Jason Lemkin coded his own unsubscribe tool after 20-year Marketo relationship failed

SaaStr founder Jason Lemkin, a Marketo customer since 2006, built a replacement for a broken unsubscribe feature using Claude and Replit in an afternoon after weeks of escalations produced no fix. The move highlights a broader retention risk: long-tenured customers get worse support than new logos, and AI tools now make workarounds trivial.

Jason Lemkin coded his own unsubscribe tool after 20-year Marketo relationship failed

The Story

Jason Lemkin, co-founder of SaaStr and one of Marketo's first 10 customers in 2006, spent weeks escalating a broken unsubscribe link with Adobe Marketo support. No resolution. Multiple calls. Support blamed integrations, Salesforce, Beehiiv (which SaaStr does not use). Eventually, Lemkin's team coded their own unsubscribe handler using Claude and Replit in an afternoon, replacing a core feature of a $60k+ per year product.

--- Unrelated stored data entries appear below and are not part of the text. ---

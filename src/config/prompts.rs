//! Prompt templates for Coursemate.
//!
//! Prompts can be customized by placing a `generator.toml` file in the custom
//! prompts directory.

use serde::{Deserialize, Serialize};
use std::collections::HashMap;
use std::path::PathBuf;

/// Collection of all prompt templates.
#[derive(Debug, Clone, Serialize, Deserialize, Default)]
#[serde(default)]
pub struct Prompts {
    pub generator: GeneratorPrompts,
}

/// Prompts for the tool-calling answer generator.
#[derive(Debug, Clone, Serialize, Deserialize)]
#[serde(default)]
pub struct GeneratorPrompts {
    /// Fixed instructions sent as the system prompt on every model call.
    pub system: String,
    /// Template wrapping the user's question. Supports `{{query}}`.
    pub question: String,
}

impl Default for GeneratorPrompts {
    fn default() -> Self {
        Self {
            system: r#"You are an AI assistant specialized in course materials and educational content with access to tools for searching course information.

Search Tool Usage:
- Use `search_course_content` **only** for questions about specific course content or detailed educational materials
- **Maximum 2 tool uses per query** - plan your searches to gather everything you need within this limit
- Synthesize search results into accurate, fact-based responses
- If a search yields no results, state this clearly without offering alternatives

Course Outline/Syllabus Requests:
- When users ask for an "outline", "syllabus", "课程大纲", "课时列表", or a lesson list:
  - Use the `get_course_outline` tool with the `course_title` parameter
  - It returns the course title, course link, instructor and the complete numbered lesson list

Response Protocol:
- General knowledge questions: answer from existing knowledge without searching
- Course-specific questions: search first, then answer
- No meta-commentary: give the answer only, without describing your reasoning or your searches, and never say "based on the search results"

All responses must be:
1. Brief, concise and focused
2. Educational
3. Clear
4. Example-supported when examples aid understanding
Provide only the direct answer to what was asked."#
                .to_string(),

            question: "Answer this question about course materials: {{query}}".to_string(),
        }
    }
}

impl Prompts {
    /// Load prompts from the defaults, overridden by files in `custom_dir`.
    pub fn load(custom_dir: Option<&str>) -> crate::error::Result<Self> {
        let mut prompts = Prompts::default();

        if let Some(dir) = custom_dir {
            let custom_path = PathBuf::from(shellexpand::tilde(dir).to_string());

            let generator_path = custom_path.join("generator.toml");
            if generator_path.exists() {
                let content = std::fs::read_to_string(&generator_path)?;
                prompts.generator = toml::from_str(&content)?;
            }
        }

        Ok(prompts)
    }

    /// Render a prompt template with the given variables.
    pub fn render(template: &str, vars: &HashMap<String, String>) -> String {
        let mut result = template.to_string();
        for (key, value) in vars {
            result = result.replace(&format!("{{{{{}}}}}", key), value);
        }
        result
    }

    /// Wrap a user question in the generator's question template.
    pub fn render_question(&self, query: &str) -> String {
        let mut vars = HashMap::new();
        vars.insert("query".to_string(), query.to_string());
        Self::render(&self.generator.question, &vars)
    }
}

#[cfg(test)]
mod tests {
    use super::*;

    #[test]
    fn test_default_prompts() {
        let prompts = Prompts::default();
        assert!(prompts.generator.system.contains("get_course_outline"));
        assert!(prompts.generator.system.contains("search_course_content"));
    }

    #[test]
    fn test_render_question() {
        let prompts = Prompts::default();
        assert_eq!(
            prompts.render_question("What is MCP?"),
            "Answer this question about course materials: What is MCP?"
        );
    }

    #[test]
    fn test_load_custom_generator_prompts() {
        let dir = tempfile::tempdir().unwrap();
        std::fs::write(
            dir.path().join("generator.toml"),
            "question = \"Q: {{query}}\"\n",
        )
        .unwrap();

        let prompts = Prompts::load(dir.path().to_str()).unwrap();
        assert_eq!(prompts.render_question("hi"), "Q: hi");
        // Fields absent from the file keep their defaults.
        assert!(prompts.generator.system.contains("course materials"));
    }
}
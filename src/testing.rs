//! Test doubles shared by the unit tests.

use crate::embedding::Embedder;
use crate::error::{CoursemateError, Result};
use crate::llm::{ChatModel, CompletionRequest, ContentBlock, ModelResponse, StopReason};
use crate::store::{ChunkMetadata, Course, CourseCatalog, CourseSearch, Lesson, SearchResults};
use async_trait::async_trait;
use serde_json::Value;
use std::collections::{HashMap, VecDeque};
use std::sync::atomic::{AtomicUsize, Ordering};
use std::sync::Mutex;

/// Bag-of-words embedder: every distinct lowercase word gets its own axis.
pub struct KeywordEmbedder {
    vocabulary: Mutex<HashMap<String, usize>>,
    dimensions: usize,
}

impl Default for KeywordEmbedder {
    fn default() -> Self {
        Self {
            vocabulary: Mutex::new(HashMap::new()),
            dimensions: 512,
        }
    }
}

#[async_trait]
impl Embedder for KeywordEmbedder {
    async fn embed(&self, text: &str) -> Result<Vec<f32>> {
        let mut vector = vec![0.0; self.dimensions];
        let mut vocabulary = self.vocabulary.lock().unwrap();
        for word in text
            .split(|c: char| !c.is_alphanumeric())
            .filter(|w| !w.is_empty())
        {
            let next = vocabulary.len();
            let index = *vocabulary.entry(word.to_lowercase()).or_insert(next);
            if index >= self.dimensions {
                return Err(CoursemateError::Embedding("vocabulary full".to_string()));
            }
            vector[index] += 1.0;
        }
        Ok(vector)
    }

    async fn embed_batch(&self, texts: &[String]) -> Result<Vec<Vec<f32>>> {
        let mut out = Vec::with_capacity(texts.len());
        for text in texts {
            out.push(self.embed(text).await?);
        }
        Ok(out)
    }

    fn dimensions(&self) -> usize {
        self.dimensions
    }
}

/// Chat model that replays queued responses and records every request.
#[derive(Default)]
pub struct ScriptedModel {
    responses: Mutex<VecDeque<Result<ModelResponse>>>,
    requests: Mutex<Vec<CompletionRequest>>,
}

impl ScriptedModel {
    pub fn new(responses: Vec<ModelResponse>) -> Self {
        Self {
            responses: Mutex::new(responses.into_iter().map(Ok).collect()),
            requests: Mutex::new(Vec::new()),
        }
    }

    /// Queue a transport failure.
    pub fn push_error(&self, error: CoursemateError) {
        self.responses.lock().unwrap().push_back(Err(error));
    }

    pub fn requests(&self) -> Vec<CompletionRequest> {
        self.requests.lock().unwrap().clone()
    }

    pub fn call_count(&self) -> usize {
        self.requests.lock().unwrap().len()
    }
}

#[async_trait]
impl ChatModel for ScriptedModel {
    async fn complete(&self, request: &CompletionRequest) -> Result<ModelResponse> {
        self.requests.lock().unwrap().push(request.clone());
        self.responses
            .lock()
            .unwrap()
            .pop_front()
            .unwrap_or_else(|| Err(CoursemateError::Llm("script exhausted".to_string())))
    }
}

/// A final text answer.
pub fn text_response(text: &str) -> ModelResponse {
    ModelResponse {
        stop_reason: StopReason::EndTurn,
        content: vec![ContentBlock::text(text)],
    }
}

/// A response requesting the given tools, as `(id, name, input)`.
pub fn tool_use_response(calls: &[(&str, &str, Value)]) -> ModelResponse {
    ModelResponse {
        stop_reason: StopReason::ToolUse,
        content: calls
            .iter()
            .map(|(id, name, input)| ContentBlock::ToolUse {
                id: id.to_string(),
                name: name.to_string(),
                input: input.clone(),
            })
            .collect(),
    }
}

/// Course collaborators with canned answers and call counters.
pub struct StubStore {
    pub results: Mutex<SearchResults>,
    pub resolved: Option<String>,
    pub courses: Vec<Course>,
    pub search_calls: AtomicUsize,
    pub metadata_calls: AtomicUsize,
    pub link_calls: AtomicUsize,
}

impl StubStore {
    /// A store resolving every name to "Test Course" with two lessons.
    pub fn new() -> Self {
        Self {
            results: Mutex::new(SearchResults {
                documents: vec!["Sample content 1".to_string(), "Sample content 2".to_string()],
                metadata: vec![
                    ChunkMetadata {
                        course_title: "Test Course".to_string(),
                        lesson_number: Some(1),
                    },
                    ChunkMetadata {
                        course_title: "Test Course".to_string(),
                        lesson_number: Some(2),
                    },
                ],
                distances: vec![0.1, 0.2],
                error: None,
            }),
            resolved: Some("Test Course".to_string()),
            courses: vec![Course {
                title: "Test Course".to_string(),
                course_link: Some("https://example.com/test".to_string()),
                instructor: Some("Test Instructor".to_string()),
                lessons: vec![
                    Lesson {
                        lesson_number: 1,
                        title: "Getting Started".to_string(),
                        lesson_link: Some("https://example.com/l1".to_string()),
                    },
                    Lesson {
                        lesson_number: 2,
                        title: "Going Further".to_string(),
                        lesson_link: Some("https://example.com/l2".to_string()),
                    },
                ],
            }],
            search_calls: AtomicUsize::new(0),
            metadata_calls: AtomicUsize::new(0),
            link_calls: AtomicUsize::new(0),
        }
    }

    pub fn with_results(self, results: SearchResults) -> Self {
        *self.results.lock().unwrap() = results;
        self
    }

    pub fn unresolvable(mut self) -> Self {
        self.resolved = None;
        self
    }

    pub fn with_courses(mut self, courses: Vec<Course>) -> Self {
        self.courses = courses;
        self
    }

    pub fn searches(&self) -> usize {
        self.search_calls.load(Ordering::SeqCst)
    }

    pub fn metadata_fetches(&self) -> usize {
        self.metadata_calls.load(Ordering::SeqCst)
    }

    pub fn link_lookups(&self) -> usize {
        self.link_calls.load(Ordering::SeqCst)
    }
}

#[async_trait]
impl CourseSearch for StubStore {
    async fn search(
        &self,
        _query: &str,
        _course_name: Option<&str>,
        _lesson_number: Option<u32>,
    ) -> Result<SearchResults> {
        self.search_calls.fetch_add(1, Ordering::SeqCst);
        Ok(self.results.lock().unwrap().clone())
    }
}

#[async_trait]
impl CourseCatalog for StubStore {
    async fn resolve_course_name(&self, _partial: &str) -> Result<Option<String>> {
        Ok(self.resolved.clone())
    }

    async fn all_courses_metadata(&self) -> Result<Vec<Course>> {
        self.metadata_calls.fetch_add(1, Ordering::SeqCst);
        Ok(self.courses.clone())
    }

    async fn lesson_link(&self, course_title: &str, lesson_number: u32) -> Result<Option<String>> {
        self.link_calls.fetch_add(1, Ordering::SeqCst);
        Ok(self
            .courses
            .iter()
            .find(|c| c.title == course_title)
            .and_then(|c| c.lessons.iter().find(|l| l.lesson_number == lesson_number))
            .and_then(|l| l.lesson_link.clone()))
    }
}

Marketo, acquired by Adobe in 2018, competes with HubSpot, Salesforce Marketing Cloud, and Oracle Eloqua in the marketing automation segment. The failure sits inside a classic installed-base retention risk: a 20-year customer relationship breaking down over a CAN-SPAM compliance issue on basic functionality.

The Retention Pattern

Lemkin's argument: B2B vendors bend over backwards for new logos, white glove onboarding, custom integrations, steak dinners, then abandon long-tenured customers to renewal emails, price increases, and support queues. The 20-year customer gets a rotated CSM every 14 months, nobody who remembers the original deal, and blame when something breaks.

That worked when switching costs were high and building alternatives was impossible. Now Claude plus Replit ships production workarounds in hours, not weeks. Every patch customers build is one more reason they do not renew.

What This Means for Sales Teams

If you are carrying an enterprise book or managing key accounts:

  • Do your five-plus year customers get the same treatment as new logos? Not renewal emails. Actual support, relationship ownership, response times.
  • Does your support queue treat ARR equally? Or do new accounts get fast lanes while loyal customers wait three days for someone to blame their stack?
  • Does your pricing reflect the relationship? A 20-year customer paying more than a brand-new logo for the same product is a sign you have stopped competing for them and started taxing them.
  • Are you tracking churn risk by tenure? High-value, long-tenured accounts often churn quietly, stealth-churning modules or usage before the renewal conversation even starts.

The switching cost equation has collapsed. Customers can now build around your limitations faster than you can ship fixes. That changes the math on account management, retention strategy, and what loyalty actually costs when support breaks.

Worth noting: Lemkin has been vocal on SaaS retention economics for years. This is not a hot take. It is a $60k account walking because basic support failed for weeks. If it can happen to a founder with a 20-year relationship and a large platform, it is happening to your accounts too.